Problem
Given a binary search tree (BST), find the lowest common ancestor (LCA) node of two given nodes in the BST.
According to the definition of LCA on Wikipedia: “The lowest common ancestor is defined between two nodes p and q as the lowest node in T that has both p and q as descendants (where we allow a node to be a descendant of itself).”
Logic
To have two queues of the path (traversing based on binary search tree logic) and then traverse both queues, and once you find a discrepancy return previous node.
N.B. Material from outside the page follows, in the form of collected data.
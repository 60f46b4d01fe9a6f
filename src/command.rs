///
/// Whether or not the arguments to a command are relative to the cursor
///
#[derive(Clone, Copy, Debug, PartialEq, Eq, Hash)]
pub enum Position {
    Absolute,
    Relative
}

///
/// The family of curves a command belongs to, used to decide whether a smooth curve can reflect
/// the previous control point
///
#[derive(Clone, Copy, Debug, PartialEq, Eq, Hash)]
pub enum CurveFamily {
    /// No command has been processed yet
    None,

    /// C or S
    Cubic,

    /// Q or T
    Quad,

    /// Any other command
    Other
}

///
/// A command from the SVG path mini-language
///
#[derive(Clone, Copy, Debug, PartialEq, Eq, Hash)]
pub enum PathCommand {
    /// M, m: start a new subpath
    MoveTo(Position),

    /// L, l
    LineTo(Position),

    /// H, h: horizontal line
    HLineTo(Position),

    /// V, v: vertical line
    VLineTo(Position),

    /// C, c
    CubicCurve(Position),

    /// S, s: cubic curve with its first control point reflected from the previous curve
    SmoothCubicCurve(Position),

    /// Q, q
    QuadCurve(Position),

    /// T, t: quadratic curve with its control point reflected from the previous curve
    SmoothQuadCurve(Position),

    /// A, a
    EllipticalArc(Position),

    /// Z, z
    ClosePath(Position),

    /// Any other letter
    Unknown(char)
}

impl PathCommand {
    ///
    /// Returns the command represented by a letter
    ///
    pub fn from_letter(letter: char) -> PathCommand {
        use self::PathCommand::*;
        use self::Position::*;

        let position = if letter.is_ascii_lowercase() { Relative } else { Absolute };

        match letter.to_ascii_uppercase() {
            'M' => MoveTo(position),
            'L' => LineTo(position),
            'H' => HLineTo(position),
            'V' => VLineTo(position),
            'C' => CubicCurve(position),
            'S' => SmoothCubicCurve(position),
            'Q' => QuadCurve(position),
            'T' => SmoothQuadCurve(position),
            'A' => EllipticalArc(position),
            'Z' => ClosePath(position),
            _   => Unknown(letter)
        }
    }

    ///
    /// The letter that represents this command
    ///
    pub fn letter(&self) -> char {
        use self::PathCommand::*;

        let (letter, position) = match self {
            MoveTo(pos)             => ('M', *pos),
            LineTo(pos)             => ('L', *pos),
            HLineTo(pos)            => ('H', *pos),
            VLineTo(pos)            => ('V', *pos),
            CubicCurve(pos)         => ('C', *pos),
            SmoothCubicCurve(pos)   => ('S', *pos),
            QuadCurve(pos)          => ('Q', *pos),
            SmoothQuadCurve(pos)    => ('T', *pos),
            EllipticalArc(pos)      => ('A', *pos),
            ClosePath(pos)          => ('Z', *pos),
            Unknown(letter)         => return *letter
        };

        match position {
            Position::Absolute  => letter,
            Position::Relative  => letter.to_ascii_lowercase()
        }
    }

    ///
    /// The position of the arguments for this command (unknown commands are treated as absolute)
    ///
    pub fn position(&self) -> Position {
        use self::PathCommand::*;

        match self {
            MoveTo(pos) | LineTo(pos) | HLineTo(pos) | VLineTo(pos)
                | CubicCurve(pos) | SmoothCubicCurve(pos) | QuadCurve(pos) | SmoothQuadCurve(pos)
                | EllipticalArc(pos) | ClosePath(pos)   => *pos,
            Unknown(_)                                  => Position::Absolute
        }
    }

    ///
    /// The number of arguments consumed by one repetition of this command
    ///
    pub fn group_size(&self) -> usize {
        use self::PathCommand::*;

        match self {
            ClosePath(_) | Unknown(_)               => 0,
            HLineTo(_) | VLineTo(_)                 => 1,
            MoveTo(_) | LineTo(_)
                | SmoothQuadCurve(_)                => 2,
            SmoothCubicCurve(_) | QuadCurve(_)      => 4,
            CubicCurve(_)                           => 6,
            EllipticalArc(_)                        => 7
        }
    }

    ///
    /// The curve family this command belongs to
    ///
    pub fn family(&self) -> CurveFamily {
        use self::PathCommand::*;

        match self {
            CubicCurve(_) | SmoothCubicCurve(_) => CurveFamily::Cubic,
            QuadCurve(_) | SmoothQuadCurve(_)   => CurveFamily::Quad,
            _                                   => CurveFamily::Other
        }
    }

    ///
    /// True if a set of arguments of the specified length is valid for this command
    ///
    /// Commands that take arguments need at least one whole group; close takes none at all.
    ///
    pub fn accepts_arguments(&self, num_args: usize) -> bool {
        match self.group_size() {
            0           => num_args == 0,
            group_size  => num_args >= group_size && num_args % group_size == 0
        }
    }
}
I am aware that you can somehow do it without queues using BST logic, and I will optimize it eventually. But I am just wondering why this is not working.
Code
# Definition for a binary tree node.
# class TreeNode:
# def __init__(self, x):
# self.val = x
# self.left = None
# self.right = None
import collections
class Solution:
def lowestCommonAncestor(self, root: 'TreeNode', p: 'TreeNode', q: 'TreeNode') -> 'TreeNode':
queueForp = collections.deque()
queueForq = collections.deque()
phead = root
qhead = root
while phead != None:
queueForp.append(phead)
if phead == p:
phead = None
else:
if phead.val < p.val:
phead = phead.right
else:
phead = phead.left
while qhead!= None:
queueForq.append(qhead)
if qhead == q:
qhead = None
else:
if qhead.val < q.val:
qhead = qhead.right
if qhead.val > q.val:
qhead = qhead.left
print(queueForp)
print(queueForq)
prev = None
while len(queueForp)!= 0 and len(queueForq) != 0:
currp = queueForp.popleft()
currq = queueForq.popleft()
if currp.val == currq.val:
prev = currp
else:
return prev
return prev
Issue
It fails on a really large input about 10k
p = 5893
q = 3379
Output: 41 Expected: 5734 Alternatively, you could try putting this code in leetcode and get the test case. What am I doing wrong?